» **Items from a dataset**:
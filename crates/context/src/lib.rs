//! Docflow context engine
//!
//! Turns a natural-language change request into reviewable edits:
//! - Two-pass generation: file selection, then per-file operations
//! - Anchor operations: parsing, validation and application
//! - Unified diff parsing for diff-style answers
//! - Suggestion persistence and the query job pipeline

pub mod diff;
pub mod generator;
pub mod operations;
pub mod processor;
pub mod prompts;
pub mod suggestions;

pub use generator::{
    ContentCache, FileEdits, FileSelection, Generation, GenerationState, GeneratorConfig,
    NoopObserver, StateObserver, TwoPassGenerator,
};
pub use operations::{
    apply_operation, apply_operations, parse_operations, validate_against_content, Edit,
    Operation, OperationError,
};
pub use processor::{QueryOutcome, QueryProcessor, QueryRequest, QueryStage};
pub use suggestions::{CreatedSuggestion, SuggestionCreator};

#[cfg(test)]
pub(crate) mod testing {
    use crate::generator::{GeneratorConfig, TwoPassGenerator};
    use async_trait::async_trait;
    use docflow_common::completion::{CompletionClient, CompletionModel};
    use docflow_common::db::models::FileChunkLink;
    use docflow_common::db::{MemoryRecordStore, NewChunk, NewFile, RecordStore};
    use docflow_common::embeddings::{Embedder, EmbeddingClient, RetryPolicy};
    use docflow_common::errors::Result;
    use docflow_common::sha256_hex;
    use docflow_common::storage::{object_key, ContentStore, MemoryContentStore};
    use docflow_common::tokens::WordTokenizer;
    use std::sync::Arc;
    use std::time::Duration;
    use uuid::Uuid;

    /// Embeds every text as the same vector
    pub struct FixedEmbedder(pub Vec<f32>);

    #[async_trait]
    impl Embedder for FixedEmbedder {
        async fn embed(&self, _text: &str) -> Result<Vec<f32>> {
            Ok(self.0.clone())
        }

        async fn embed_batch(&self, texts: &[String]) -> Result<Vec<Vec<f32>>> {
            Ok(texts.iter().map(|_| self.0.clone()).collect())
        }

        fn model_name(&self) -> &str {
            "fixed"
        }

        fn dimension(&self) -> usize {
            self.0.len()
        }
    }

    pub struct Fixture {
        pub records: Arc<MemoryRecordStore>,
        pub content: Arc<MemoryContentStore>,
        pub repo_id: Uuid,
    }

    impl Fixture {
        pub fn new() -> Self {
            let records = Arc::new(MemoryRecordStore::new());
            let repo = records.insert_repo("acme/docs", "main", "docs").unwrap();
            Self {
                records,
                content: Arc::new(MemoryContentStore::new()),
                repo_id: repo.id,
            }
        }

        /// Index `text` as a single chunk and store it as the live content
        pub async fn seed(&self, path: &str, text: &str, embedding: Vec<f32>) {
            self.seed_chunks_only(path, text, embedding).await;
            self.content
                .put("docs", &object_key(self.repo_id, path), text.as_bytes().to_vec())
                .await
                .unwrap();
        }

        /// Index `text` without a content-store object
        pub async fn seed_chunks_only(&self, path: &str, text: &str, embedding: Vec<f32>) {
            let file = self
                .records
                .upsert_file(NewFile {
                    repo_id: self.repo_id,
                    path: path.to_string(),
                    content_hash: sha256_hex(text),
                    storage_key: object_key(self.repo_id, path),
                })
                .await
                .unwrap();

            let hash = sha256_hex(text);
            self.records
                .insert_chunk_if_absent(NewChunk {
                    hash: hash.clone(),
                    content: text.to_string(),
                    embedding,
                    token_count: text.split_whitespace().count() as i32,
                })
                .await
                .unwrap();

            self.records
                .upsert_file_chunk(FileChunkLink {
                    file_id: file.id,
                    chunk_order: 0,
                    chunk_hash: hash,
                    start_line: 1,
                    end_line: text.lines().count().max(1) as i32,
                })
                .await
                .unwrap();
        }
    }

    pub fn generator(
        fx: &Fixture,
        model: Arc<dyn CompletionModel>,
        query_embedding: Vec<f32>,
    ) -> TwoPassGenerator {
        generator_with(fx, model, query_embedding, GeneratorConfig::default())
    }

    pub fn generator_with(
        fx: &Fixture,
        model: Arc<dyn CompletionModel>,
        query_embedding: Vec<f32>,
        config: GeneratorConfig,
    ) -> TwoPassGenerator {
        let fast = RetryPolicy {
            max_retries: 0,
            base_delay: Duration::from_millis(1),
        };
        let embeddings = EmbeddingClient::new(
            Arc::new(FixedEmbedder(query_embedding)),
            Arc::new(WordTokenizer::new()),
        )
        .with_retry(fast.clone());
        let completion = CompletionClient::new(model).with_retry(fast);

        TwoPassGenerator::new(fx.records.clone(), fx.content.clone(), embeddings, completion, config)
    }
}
--
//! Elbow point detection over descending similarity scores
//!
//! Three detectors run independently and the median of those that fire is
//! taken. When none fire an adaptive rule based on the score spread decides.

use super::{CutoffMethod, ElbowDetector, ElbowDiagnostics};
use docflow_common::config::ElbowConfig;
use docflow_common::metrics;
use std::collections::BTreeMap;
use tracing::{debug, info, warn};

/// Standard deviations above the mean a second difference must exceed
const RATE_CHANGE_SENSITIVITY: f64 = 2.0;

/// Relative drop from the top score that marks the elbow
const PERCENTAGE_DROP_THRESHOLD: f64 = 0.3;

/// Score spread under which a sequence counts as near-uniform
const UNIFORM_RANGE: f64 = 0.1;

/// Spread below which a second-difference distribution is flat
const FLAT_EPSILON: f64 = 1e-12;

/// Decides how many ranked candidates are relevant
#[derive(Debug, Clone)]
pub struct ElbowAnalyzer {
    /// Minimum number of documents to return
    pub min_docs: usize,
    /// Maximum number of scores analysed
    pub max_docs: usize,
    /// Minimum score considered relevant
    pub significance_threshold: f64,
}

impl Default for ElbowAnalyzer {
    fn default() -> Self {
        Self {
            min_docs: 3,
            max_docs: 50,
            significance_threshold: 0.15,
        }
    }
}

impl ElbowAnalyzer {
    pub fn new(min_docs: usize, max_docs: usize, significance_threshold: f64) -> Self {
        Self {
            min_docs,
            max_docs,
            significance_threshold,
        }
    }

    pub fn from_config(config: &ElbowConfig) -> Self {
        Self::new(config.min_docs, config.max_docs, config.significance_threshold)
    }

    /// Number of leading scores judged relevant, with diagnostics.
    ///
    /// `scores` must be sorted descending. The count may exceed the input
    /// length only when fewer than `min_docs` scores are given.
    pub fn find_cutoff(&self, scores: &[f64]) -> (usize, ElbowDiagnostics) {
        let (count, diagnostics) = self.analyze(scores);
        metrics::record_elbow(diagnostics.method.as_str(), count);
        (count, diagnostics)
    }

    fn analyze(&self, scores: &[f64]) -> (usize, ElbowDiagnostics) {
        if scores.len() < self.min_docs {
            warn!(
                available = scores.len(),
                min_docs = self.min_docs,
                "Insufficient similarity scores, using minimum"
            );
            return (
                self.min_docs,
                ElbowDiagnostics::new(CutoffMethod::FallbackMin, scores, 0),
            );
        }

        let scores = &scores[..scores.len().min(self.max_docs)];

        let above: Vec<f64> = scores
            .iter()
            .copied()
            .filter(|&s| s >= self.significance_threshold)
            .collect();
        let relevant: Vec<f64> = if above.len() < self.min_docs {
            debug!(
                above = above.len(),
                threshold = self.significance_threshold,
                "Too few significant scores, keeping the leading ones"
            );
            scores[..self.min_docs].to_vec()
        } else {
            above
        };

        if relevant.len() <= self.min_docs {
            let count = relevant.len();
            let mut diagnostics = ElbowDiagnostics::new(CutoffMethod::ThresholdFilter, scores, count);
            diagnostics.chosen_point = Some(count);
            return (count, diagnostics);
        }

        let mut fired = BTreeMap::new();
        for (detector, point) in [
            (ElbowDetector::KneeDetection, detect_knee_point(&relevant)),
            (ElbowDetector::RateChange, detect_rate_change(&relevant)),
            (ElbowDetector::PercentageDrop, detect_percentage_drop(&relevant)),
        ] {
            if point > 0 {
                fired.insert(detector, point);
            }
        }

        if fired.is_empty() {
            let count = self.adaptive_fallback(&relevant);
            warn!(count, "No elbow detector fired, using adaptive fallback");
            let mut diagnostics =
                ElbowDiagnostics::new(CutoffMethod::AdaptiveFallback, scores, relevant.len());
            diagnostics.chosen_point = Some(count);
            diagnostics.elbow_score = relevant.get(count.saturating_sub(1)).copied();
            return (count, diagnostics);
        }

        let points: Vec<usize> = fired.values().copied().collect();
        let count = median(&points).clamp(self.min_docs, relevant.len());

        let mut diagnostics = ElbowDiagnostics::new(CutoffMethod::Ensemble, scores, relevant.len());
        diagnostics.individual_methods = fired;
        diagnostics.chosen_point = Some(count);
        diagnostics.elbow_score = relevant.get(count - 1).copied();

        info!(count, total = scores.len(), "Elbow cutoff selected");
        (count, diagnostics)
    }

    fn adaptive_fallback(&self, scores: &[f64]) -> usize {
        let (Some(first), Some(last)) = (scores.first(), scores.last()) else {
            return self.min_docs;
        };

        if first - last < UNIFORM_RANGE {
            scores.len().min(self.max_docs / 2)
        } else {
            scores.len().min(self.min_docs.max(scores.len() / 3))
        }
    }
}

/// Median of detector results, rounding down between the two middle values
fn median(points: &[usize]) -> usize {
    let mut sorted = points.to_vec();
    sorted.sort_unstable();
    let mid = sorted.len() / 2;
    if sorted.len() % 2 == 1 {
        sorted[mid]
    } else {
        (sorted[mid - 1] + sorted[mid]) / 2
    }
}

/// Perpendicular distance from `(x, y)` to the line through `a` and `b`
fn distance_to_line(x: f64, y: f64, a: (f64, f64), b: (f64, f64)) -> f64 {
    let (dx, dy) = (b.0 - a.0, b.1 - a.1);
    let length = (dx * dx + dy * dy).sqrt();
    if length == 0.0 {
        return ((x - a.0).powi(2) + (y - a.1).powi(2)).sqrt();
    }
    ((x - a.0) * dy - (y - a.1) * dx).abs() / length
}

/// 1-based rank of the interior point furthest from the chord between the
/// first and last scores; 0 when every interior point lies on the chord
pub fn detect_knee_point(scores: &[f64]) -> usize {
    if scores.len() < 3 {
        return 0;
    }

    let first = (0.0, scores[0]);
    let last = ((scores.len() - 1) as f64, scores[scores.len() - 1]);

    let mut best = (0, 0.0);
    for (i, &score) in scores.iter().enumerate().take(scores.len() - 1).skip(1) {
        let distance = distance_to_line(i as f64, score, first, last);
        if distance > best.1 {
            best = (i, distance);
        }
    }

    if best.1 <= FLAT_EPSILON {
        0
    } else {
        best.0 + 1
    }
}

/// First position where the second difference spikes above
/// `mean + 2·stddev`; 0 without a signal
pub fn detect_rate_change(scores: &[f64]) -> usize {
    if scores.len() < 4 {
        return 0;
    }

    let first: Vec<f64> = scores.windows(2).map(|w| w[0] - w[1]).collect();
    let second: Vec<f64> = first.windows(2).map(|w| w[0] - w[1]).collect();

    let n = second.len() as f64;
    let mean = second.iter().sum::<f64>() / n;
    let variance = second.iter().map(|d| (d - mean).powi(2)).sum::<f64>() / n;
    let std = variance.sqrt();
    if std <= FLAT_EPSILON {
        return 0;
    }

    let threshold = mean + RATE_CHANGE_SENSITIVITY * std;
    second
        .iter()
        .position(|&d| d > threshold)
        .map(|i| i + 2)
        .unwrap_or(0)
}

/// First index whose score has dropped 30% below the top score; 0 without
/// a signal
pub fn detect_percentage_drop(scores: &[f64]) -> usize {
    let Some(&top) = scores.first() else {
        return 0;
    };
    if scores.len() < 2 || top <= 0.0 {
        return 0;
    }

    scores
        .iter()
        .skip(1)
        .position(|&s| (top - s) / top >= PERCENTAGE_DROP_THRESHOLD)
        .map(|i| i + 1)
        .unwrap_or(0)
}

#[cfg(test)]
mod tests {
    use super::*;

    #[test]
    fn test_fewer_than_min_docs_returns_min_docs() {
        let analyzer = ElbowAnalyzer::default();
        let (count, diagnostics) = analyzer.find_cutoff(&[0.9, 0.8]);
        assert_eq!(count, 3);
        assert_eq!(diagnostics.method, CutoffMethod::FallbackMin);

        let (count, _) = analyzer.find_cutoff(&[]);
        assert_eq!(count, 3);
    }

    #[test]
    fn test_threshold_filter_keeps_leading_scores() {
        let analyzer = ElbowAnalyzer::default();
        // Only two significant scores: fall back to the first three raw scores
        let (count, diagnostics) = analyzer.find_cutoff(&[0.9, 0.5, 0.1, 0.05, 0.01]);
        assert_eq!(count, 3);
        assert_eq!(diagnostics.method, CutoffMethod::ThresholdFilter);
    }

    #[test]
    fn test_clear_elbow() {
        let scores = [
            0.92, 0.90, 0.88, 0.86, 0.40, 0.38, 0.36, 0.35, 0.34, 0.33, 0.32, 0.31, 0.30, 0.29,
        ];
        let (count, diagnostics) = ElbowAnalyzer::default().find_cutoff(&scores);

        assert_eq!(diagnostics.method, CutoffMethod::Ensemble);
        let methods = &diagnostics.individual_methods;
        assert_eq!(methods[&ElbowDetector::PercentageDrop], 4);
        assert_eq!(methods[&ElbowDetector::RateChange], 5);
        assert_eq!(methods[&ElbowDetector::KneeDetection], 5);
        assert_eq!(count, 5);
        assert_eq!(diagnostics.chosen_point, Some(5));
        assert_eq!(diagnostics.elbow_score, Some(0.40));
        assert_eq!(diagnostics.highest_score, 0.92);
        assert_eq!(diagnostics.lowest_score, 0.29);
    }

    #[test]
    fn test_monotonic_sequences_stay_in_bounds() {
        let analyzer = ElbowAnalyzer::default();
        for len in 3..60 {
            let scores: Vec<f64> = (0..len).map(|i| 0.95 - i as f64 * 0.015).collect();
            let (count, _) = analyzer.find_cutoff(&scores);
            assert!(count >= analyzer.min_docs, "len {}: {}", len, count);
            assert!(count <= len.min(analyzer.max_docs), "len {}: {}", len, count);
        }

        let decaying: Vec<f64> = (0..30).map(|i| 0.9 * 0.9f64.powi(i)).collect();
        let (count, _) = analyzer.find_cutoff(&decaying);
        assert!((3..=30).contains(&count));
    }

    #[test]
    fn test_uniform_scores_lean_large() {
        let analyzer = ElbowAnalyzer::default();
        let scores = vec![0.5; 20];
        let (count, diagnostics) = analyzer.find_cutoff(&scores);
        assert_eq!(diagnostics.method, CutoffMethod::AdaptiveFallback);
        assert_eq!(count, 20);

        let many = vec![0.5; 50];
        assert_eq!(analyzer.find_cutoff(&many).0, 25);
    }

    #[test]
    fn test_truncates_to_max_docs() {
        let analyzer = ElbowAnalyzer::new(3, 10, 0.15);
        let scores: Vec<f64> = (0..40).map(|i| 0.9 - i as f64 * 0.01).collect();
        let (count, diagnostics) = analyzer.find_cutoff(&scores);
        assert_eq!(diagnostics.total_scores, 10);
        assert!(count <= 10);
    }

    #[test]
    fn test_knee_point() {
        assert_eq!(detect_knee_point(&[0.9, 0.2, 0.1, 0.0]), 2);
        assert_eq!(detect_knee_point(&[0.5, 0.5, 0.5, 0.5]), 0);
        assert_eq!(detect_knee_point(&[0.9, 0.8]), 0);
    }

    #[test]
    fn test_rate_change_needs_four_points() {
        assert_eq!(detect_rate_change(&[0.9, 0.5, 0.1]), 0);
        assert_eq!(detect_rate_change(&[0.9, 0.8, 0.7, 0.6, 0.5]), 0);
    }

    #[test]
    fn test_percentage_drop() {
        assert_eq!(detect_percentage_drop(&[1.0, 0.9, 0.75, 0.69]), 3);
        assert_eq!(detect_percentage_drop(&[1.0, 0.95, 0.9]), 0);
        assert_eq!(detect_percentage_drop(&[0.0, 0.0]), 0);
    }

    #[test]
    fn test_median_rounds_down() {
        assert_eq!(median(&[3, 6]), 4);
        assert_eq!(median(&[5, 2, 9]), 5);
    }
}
...
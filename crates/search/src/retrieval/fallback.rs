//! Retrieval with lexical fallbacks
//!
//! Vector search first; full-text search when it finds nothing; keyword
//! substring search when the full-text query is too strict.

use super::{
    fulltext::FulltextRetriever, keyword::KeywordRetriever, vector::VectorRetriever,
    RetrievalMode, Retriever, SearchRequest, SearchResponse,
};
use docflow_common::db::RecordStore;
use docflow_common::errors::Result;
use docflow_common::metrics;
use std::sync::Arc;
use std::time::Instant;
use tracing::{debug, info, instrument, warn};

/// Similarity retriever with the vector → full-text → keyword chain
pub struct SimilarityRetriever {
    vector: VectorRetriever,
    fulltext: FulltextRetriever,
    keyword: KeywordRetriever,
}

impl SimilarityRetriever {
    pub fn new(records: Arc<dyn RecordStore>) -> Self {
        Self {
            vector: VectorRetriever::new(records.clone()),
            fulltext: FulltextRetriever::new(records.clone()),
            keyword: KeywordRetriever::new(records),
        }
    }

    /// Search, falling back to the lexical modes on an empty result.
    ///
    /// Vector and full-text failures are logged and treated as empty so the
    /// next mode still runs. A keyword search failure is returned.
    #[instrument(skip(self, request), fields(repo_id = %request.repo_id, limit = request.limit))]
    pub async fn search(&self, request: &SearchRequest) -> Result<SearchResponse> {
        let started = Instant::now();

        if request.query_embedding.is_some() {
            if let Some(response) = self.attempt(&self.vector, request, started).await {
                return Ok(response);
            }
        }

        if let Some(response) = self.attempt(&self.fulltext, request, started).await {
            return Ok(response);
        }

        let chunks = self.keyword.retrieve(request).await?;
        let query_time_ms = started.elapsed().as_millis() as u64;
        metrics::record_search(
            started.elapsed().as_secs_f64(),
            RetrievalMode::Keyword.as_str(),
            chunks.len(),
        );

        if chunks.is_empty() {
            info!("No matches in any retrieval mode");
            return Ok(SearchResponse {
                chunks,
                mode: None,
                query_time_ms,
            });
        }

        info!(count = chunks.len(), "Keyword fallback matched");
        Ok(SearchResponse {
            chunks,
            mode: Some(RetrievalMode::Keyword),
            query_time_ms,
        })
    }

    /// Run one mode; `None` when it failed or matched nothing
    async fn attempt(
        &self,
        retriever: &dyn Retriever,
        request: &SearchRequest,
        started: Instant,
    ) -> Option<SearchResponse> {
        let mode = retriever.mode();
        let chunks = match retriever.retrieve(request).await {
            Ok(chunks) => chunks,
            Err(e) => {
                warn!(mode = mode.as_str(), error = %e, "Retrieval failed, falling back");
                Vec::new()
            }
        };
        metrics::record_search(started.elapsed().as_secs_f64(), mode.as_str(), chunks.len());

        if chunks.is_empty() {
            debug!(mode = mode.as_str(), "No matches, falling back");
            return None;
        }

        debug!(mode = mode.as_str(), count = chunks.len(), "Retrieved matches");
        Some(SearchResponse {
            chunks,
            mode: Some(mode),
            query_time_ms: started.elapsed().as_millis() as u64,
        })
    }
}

» **Activity**: Using the data above, transcribe the lines that run from the line with "filename crates/context/src/lib.rs" to the line with "pub mod prompts;", both ends kept, and output nothing else.

» **Exercise output**:
filename crates/context/src/lib.rs
//! Docflow context engine
//!
//! Turns a natural-language change request into reviewable edits:
//! - Two-pass generation: file selection, then per-file operations
//! - Anchor operations: parsing, validation and application
//! - Unified diff parsing for diff-style answers
//! - Suggestion persistence and the query job pipeline

pub mod diff;
pub mod generator;
pub mod operations;
pub mod processor;
pub mod prompts;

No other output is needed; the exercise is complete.